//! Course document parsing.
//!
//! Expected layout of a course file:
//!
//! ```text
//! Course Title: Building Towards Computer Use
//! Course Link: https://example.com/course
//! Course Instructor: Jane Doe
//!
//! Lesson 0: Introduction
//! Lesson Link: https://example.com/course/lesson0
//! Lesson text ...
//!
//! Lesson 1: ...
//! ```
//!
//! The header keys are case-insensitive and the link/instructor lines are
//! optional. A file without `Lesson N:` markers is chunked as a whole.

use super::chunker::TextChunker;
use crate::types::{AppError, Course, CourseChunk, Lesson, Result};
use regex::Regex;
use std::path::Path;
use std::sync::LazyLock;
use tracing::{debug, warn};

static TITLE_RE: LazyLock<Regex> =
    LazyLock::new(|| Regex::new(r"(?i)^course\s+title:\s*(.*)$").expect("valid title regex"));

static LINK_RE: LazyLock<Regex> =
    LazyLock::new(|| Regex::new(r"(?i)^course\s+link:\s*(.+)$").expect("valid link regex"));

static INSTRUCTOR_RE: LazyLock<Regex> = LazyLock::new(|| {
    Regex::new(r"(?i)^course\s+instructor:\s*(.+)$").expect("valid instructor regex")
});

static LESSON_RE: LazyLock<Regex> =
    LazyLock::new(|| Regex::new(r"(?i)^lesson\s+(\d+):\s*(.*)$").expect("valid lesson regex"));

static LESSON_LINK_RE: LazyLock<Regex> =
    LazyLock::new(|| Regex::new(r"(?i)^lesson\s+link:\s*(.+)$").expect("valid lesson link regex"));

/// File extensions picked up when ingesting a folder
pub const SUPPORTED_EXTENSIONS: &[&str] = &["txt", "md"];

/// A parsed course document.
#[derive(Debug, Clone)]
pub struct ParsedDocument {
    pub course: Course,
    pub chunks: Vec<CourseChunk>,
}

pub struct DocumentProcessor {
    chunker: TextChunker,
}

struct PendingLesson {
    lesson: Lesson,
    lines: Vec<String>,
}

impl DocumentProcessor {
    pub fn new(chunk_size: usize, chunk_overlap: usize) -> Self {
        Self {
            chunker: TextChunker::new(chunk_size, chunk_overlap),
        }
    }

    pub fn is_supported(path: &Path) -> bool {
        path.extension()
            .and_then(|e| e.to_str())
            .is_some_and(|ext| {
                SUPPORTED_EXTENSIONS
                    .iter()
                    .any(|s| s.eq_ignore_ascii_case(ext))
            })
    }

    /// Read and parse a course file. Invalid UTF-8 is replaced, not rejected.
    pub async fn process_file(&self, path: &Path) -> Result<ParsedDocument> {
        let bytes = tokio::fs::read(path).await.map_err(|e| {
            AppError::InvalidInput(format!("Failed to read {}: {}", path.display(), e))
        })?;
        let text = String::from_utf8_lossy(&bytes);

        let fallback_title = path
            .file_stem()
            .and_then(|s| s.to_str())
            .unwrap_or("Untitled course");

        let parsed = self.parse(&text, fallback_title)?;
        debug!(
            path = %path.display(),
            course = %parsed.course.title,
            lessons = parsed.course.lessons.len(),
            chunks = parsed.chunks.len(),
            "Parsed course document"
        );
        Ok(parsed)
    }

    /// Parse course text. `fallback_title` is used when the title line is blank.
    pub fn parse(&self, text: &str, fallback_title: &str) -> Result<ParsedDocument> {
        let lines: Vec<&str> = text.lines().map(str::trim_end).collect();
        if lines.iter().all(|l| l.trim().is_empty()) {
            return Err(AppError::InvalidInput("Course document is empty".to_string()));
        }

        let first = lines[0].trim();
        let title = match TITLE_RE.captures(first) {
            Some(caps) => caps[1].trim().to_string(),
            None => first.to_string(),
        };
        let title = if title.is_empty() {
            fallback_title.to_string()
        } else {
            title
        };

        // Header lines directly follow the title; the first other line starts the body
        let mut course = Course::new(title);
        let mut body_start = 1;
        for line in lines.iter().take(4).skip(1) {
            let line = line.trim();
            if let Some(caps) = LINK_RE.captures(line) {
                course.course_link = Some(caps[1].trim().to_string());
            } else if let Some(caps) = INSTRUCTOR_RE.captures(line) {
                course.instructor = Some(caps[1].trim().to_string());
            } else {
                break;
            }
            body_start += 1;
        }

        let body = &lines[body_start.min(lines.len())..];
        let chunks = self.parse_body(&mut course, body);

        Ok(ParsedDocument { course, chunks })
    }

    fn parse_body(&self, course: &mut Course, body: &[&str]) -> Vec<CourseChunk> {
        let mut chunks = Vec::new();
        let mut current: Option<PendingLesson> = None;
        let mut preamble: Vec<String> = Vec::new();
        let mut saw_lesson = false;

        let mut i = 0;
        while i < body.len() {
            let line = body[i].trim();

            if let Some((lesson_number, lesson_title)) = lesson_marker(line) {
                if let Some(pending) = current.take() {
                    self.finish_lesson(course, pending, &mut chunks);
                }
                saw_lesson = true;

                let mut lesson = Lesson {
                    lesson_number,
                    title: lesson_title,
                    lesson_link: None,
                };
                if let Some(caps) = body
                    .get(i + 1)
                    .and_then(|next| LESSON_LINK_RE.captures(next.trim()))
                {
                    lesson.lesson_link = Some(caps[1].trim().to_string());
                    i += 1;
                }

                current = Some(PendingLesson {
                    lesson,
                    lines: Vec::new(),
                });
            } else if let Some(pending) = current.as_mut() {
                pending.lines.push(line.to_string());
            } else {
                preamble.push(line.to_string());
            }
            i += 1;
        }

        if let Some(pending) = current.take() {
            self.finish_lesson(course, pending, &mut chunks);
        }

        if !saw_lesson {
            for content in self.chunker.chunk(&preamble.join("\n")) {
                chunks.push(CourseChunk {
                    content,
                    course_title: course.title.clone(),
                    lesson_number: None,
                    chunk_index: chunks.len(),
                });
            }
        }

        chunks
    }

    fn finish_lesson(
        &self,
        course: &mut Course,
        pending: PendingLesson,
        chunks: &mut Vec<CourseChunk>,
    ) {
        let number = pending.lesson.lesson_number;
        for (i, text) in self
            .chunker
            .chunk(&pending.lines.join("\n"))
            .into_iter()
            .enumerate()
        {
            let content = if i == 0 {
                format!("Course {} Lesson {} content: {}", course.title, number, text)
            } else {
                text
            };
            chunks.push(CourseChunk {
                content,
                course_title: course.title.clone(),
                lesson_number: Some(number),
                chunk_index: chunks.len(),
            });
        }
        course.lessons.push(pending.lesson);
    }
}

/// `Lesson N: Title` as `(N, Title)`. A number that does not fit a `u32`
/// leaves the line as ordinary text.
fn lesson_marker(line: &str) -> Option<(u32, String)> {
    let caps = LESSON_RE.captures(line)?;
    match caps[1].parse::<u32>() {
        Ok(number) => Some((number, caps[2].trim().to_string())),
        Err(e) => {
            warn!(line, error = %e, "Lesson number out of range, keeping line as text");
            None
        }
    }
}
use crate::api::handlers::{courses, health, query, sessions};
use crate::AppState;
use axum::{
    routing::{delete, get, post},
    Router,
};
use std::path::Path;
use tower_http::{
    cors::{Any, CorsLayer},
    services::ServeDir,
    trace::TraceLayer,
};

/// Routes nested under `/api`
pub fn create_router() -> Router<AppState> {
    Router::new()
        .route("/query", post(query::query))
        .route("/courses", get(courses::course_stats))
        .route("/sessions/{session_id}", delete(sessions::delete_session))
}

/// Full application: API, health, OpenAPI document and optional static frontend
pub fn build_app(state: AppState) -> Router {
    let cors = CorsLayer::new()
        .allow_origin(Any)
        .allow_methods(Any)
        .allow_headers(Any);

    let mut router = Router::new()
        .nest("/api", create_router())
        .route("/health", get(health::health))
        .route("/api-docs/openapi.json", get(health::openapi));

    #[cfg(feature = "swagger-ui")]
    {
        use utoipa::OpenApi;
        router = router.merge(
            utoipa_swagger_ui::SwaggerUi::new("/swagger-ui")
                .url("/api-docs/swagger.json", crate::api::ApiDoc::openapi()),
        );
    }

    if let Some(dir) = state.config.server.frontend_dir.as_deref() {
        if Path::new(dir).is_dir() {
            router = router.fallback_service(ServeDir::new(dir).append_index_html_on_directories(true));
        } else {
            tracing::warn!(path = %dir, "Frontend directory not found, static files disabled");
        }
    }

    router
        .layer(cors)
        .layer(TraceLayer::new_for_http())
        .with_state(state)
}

------

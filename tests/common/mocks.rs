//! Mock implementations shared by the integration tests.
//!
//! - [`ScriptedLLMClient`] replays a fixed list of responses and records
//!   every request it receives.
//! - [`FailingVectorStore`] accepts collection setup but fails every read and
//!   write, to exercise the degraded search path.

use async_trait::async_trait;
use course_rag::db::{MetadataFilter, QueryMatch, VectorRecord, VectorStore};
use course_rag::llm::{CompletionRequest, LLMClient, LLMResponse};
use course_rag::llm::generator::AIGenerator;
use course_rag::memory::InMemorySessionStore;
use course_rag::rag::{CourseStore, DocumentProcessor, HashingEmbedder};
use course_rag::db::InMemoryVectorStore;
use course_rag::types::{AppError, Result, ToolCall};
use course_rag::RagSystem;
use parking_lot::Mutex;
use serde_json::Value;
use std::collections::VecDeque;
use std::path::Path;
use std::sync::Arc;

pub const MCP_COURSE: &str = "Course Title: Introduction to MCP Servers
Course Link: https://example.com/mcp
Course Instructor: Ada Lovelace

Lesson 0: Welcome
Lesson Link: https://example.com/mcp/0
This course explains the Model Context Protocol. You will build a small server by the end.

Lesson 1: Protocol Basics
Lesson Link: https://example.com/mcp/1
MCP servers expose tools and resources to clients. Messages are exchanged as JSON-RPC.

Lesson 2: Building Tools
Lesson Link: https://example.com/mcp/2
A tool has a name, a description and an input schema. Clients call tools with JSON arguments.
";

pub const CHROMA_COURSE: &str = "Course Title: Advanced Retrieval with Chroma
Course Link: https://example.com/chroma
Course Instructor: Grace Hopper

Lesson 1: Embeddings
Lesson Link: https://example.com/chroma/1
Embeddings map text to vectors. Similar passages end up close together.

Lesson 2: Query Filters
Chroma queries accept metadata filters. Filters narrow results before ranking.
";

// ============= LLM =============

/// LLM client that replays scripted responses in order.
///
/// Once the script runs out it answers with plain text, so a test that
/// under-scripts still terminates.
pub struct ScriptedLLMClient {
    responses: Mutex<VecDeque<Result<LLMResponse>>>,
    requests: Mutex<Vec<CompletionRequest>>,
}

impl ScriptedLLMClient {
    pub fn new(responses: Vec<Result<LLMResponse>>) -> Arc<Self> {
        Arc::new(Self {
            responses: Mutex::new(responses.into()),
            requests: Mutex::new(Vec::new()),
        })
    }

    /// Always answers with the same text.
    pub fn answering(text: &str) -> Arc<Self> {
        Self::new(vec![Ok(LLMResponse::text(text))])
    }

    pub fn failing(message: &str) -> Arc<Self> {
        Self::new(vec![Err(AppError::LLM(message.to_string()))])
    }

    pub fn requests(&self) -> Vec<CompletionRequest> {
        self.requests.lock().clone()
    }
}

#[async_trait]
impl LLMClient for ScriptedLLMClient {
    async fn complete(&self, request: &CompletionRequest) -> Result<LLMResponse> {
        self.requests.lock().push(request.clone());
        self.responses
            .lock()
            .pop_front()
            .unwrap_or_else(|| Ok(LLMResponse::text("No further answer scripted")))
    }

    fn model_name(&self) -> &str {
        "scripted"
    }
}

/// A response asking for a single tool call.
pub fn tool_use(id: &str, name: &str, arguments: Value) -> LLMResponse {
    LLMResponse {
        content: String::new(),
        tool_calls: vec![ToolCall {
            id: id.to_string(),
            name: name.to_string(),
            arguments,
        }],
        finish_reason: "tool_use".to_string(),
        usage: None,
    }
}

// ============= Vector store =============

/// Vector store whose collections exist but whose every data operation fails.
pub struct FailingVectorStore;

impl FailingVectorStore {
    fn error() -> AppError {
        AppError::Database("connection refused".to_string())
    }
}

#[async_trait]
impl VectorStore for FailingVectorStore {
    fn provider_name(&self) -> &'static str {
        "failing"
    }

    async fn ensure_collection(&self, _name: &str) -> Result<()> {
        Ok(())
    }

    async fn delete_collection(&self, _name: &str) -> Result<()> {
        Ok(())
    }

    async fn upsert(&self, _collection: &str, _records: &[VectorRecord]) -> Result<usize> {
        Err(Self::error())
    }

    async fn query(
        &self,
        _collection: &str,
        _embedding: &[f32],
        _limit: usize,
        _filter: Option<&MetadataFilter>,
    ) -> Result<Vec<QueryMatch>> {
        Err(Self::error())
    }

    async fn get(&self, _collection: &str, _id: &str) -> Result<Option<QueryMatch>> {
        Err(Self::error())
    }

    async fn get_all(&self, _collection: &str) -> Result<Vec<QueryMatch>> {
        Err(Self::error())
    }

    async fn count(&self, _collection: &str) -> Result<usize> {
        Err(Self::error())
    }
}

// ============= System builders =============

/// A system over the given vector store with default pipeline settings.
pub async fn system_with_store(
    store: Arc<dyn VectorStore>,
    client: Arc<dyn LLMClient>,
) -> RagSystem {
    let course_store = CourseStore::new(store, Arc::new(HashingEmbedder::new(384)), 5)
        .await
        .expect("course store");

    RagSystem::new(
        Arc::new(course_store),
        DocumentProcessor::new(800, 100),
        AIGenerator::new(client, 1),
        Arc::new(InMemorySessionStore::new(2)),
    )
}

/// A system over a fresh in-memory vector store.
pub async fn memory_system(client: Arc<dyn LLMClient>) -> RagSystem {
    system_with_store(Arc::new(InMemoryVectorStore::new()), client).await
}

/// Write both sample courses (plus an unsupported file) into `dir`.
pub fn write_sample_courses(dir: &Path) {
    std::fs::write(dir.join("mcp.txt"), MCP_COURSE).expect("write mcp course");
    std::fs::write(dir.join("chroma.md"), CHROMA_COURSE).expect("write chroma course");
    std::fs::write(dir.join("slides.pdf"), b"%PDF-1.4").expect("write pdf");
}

------

TO DO — Within the listing above, the range opens at the line with "Lesson 1: Embeddings" and closes at the line with "pub struct FailingVectorStore;". Reproduce exactly the lines of that range, including both ends.

WRITTEN RESPONSE —
Lesson 1: Embeddings
Lesson Link: https://example.com/chroma/1
Embeddings map text to vectors. Similar passages end up close together.

Lesson 2: Query Filters
Chroma queries accept metadata filters. Filters narrow results before ranking.
";

// ============= LLM =============

/// LLM client that replays scripted responses in order.
///
/// Once the script runs out it answers with plain text, so a test that
/// under-scripts still terminates.
pub struct ScriptedLLMClient {
    responses: Mutex<VecDeque<Result<LLMResponse>>>,
    requests: Mutex<Vec<CompletionRequest>>,
}

impl ScriptedLLMClient {
    pub fn new(responses: Vec<Result<LLMResponse>>) -> Arc<Self> {
        Arc::new(Self {
            responses: Mutex::new(responses.into()),
            requests: Mutex::new(Vec::new()),
        })
    }

    /// Always answers with the same text.
    pub fn answering(text: &str) -> Arc<Self> {
        Self::new(vec![Ok(LLMResponse::text(text))])
    }

    pub fn failing(message: &str) -> Arc<Self> {
        Self::new(vec![Err(AppError::LLM(message.to_string()))])
    }

    pub fn requests(&self) -> Vec<CompletionRequest> {
        self.requests.lock().clone()
    }
}

#[async_trait]
impl LLMClient for ScriptedLLMClient {
    async fn complete(&self, request: &CompletionRequest) -> Result<LLMResponse> {
        self.requests.lock().push(request.clone());
        self.responses
            .lock()
            .pop_front()
            .unwrap_or_else(|| Ok(LLMResponse::text("No further answer scripted")))
    }

    fn model_name(&self) -> &str {
        "scripted"
    }
}

/// A response asking for a single tool call.
pub fn tool_use(id: &str, name: &str, arguments: Value) -> LLMResponse {
    LLMResponse {
        content: String::new(),
        tool_calls: vec![ToolCall {
            id: id.to_string(),
            name: name.to_string(),
            arguments,
        }],
        finish_reason: "tool_use".to_string(),
        usage: None,
    }
}

// ============= Vector store =============

/// Vector store whose collections exist but whose every data operation fails.
pub struct FailingVectorStore;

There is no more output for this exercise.